GlassSemNet / README.md
garrying's picture
Upload README.md with huggingface_hub
a88d290 verified
---
license: cc-by-nc-4.0
task_categories:
- image-segmentation
tags:
- glass-surface-detection
- semantic-segmentation
- scene-understanding
- pytorch
pretty_name: GlassSemNet (Glass Semantic Network)
---
# GlassSemNet — Glass Semantic Network
Pre-trained weights for **GlassSemNet**, introduced in:
> **Exploiting Semantic Relations for Glass Surface Detection**
> Jiaying Lin, Yuen-Hei Yeung, Rynson W. H. Lau
> NeurIPS 2022
> [Paper](https://openreview.net/forum?id=WrIrYMCZgbb) · [Project Page](https://jiaying.link/neurips2022-gsds/) · [Dataset (GSD-S)](https://huggingface.co/datasets/garrying/GSD-S)
## Model Summary
GlassSemNet detects glass surfaces by exploiting semantic relations between the glass region and its surrounding scene context. It uses a dual-backbone design:
- **Spatial backbone (SegFormer)**: extracts multi-scale spatial features.
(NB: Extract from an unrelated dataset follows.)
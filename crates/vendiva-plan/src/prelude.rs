pub use vendiva_types::error::{Error, VdResult};
pub use vendiva_types::types::Timestamp;

pub use tracing::{debug, debug_span, error, error_span, info, info_span, warn, warn_span};

// vim: ts=4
- **Semantic backbone (ResNet-50 + DeepLabV3+)**: encodes 43-class semantic scene features into compact per-class encodings.
- **Semantic-Aware Attention (SAA)**: fuses spatial and semantic features at three scales using the semantic encodings as guidance.
- **Cross-modal Context Aggregation (CCA)**: aggregates cross-scale context at the deepest level.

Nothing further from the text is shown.